The festival began as a dream of Sammy Ginsberg, who served as the gathering’s co-director alongside Dawn Socha, both Los Feliz residents. Ginsberg said that after living in the United Kingdom and seeing the number of literary festivals regularly held there, she wished there were more in Los Angeles.
“I love the L.A. Book Festival, but my favorite festivals are the wee, tiny ones, where it’s just a lot of community and the people are really accessible,” Ginsberg said. “I kept dreaming like ‘Oh, I’d love to create that in my home where I grew up.’”
Ginsberg said she decided in January that she would organize the festival. She said the point of the festival was to bring together writers residing in Los Feliz.
“I know there are writers here, and there are these small groups of them, and we all live in a similar place,” Ginsberg said. “What if we all came together? We kind of connected the dots of different communities.”
Ginsberg said finding writers for Saturday evening’s event was a mix of reaching out to writers the festival team knew personally and having people reach out to them through email or Instagram
While the goal of the festival was to bring the Los Feliz writer community together in a fun and creative way, Ginsberg said it also created a space where people could gain new perspectives from their neighbors.
“[I] just want people to talk to each other and talk to someone that they wouldn’t have ever talked to otherwise, and to listen,” Ginsberg said. “To me, the magic is getting to hear these different perspectives that all live here. It’s really hard to talk to people like that naturally or normally, but in these spaces, or in writer, art [or] literary events, that’s normal.”
Ginsberg and Socha said they hope that the festival will become an annual event and grow through partnerships with other community cultural events like Porchfest LA, which the Los Feliz Writers Festival plans to participate in. Socha also said she hopes the festival will hold monthly events.
Socha added that the festival gives people an understanding that they can connect and talk to others in their community.
“Anybody just understanding that they don’t have to live inside their … own heads all the time,” Socha said. “They can talk to somebody who’s a perspective outside their own, and maybe it doesn’t have to mean hating each other, just having fun with each other.”

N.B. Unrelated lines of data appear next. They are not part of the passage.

//! Test doubles shared by the unit tests of this crate.

use std::sync::atomic::{AtomicUsize, Ordering};

use serde_json::Value;
use tandem_core::claim::LLM_EVIDENCE_EXTRACTION;
use tandem_core::{Evidence, MetricClaim};
use tandem_oracle::{OracleError, OracleGateway, OracleRecord, OracleRequest};

type Script = dyn Fn(&OracleRequest) -> Result<Vec<Value>, OracleError> + Send + Sync;

/// Gateway that answers every query with a closure.
pub struct ScriptedGateway {
    script: Box<Script>,
    calls: AtomicUsize,
}

impl ScriptedGateway {
    pub fn new(
        script: impl Fn(&OracleRequest) -> Result<Vec<Value>, OracleError> + Send + Sync + 'static,
    ) -> Self {
        Self {
            script: Box::new(script),
            calls: AtomicUsize::new(0),
        }
    }

    pub fn calls(&self) -> usize {
        self.calls.load(Ordering::SeqCst)
    }
}

impl OracleGateway for ScriptedGateway {
    async fn query(&self, request: &OracleRequest) -> Result<Vec<OracleRecord>, OracleError> {
        self.calls.fetch_add(1, Ordering::SeqCst);
        let values = (self.script)(request)?;
        Ok(values.into_iter().filter_map(OracleRecord::from_value).collect())
    }
}

/// An extraction claim on page 1 with the given quote.
pub fn claim(metric: &str, value: f64, confidence: f64, quote: &str) -> MetricClaim {
    MetricClaim {
        metric_name: metric.to_string(),
        value,
        unit: "aircraft".to_string(),
        period: "FY2024".to_string(),
        evidence: Evidence {
            source_quote: quote.to_string(),
            page_number: 1,
            confidence,
            reasoning: "Stated directly in the operating review".to_string(),
            assumptions: Vec::new(),
            context_window: String::new(),
        },
        extraction_method: LLM_EVIDENCE_EXTRACTION.to_string(),
        agent_id: "extractor_v1".to_string(),
    }
}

Socha and her husband, Ryan, manage the nonprofit E2M, whose goal is to reconnect people after the pandemic. The nonprofit helped the festival receive grant money, and Socha helped Ginsberg brainstorm ideas for different events the festival could include.
“I just want neighbors to recognize each other on the street,” Socha said. “Los Feliz is a relatively small neighborhood, and [I want people] to be able to walk around and be like, ‘Hey, you. I recognize you,’ and not just be suspicious of each other.”
While Saturday’s event went past the scheduled end time, many crowd members stayed later to hear all of the writers and a reading of a community poem written by some of those in the crowd and some of the featured writers.
“It’s just heartening, and it proves the original thesis, the theory that we want to reconnect with each other. We don’t want to be mad at each other all the time,” Socha said.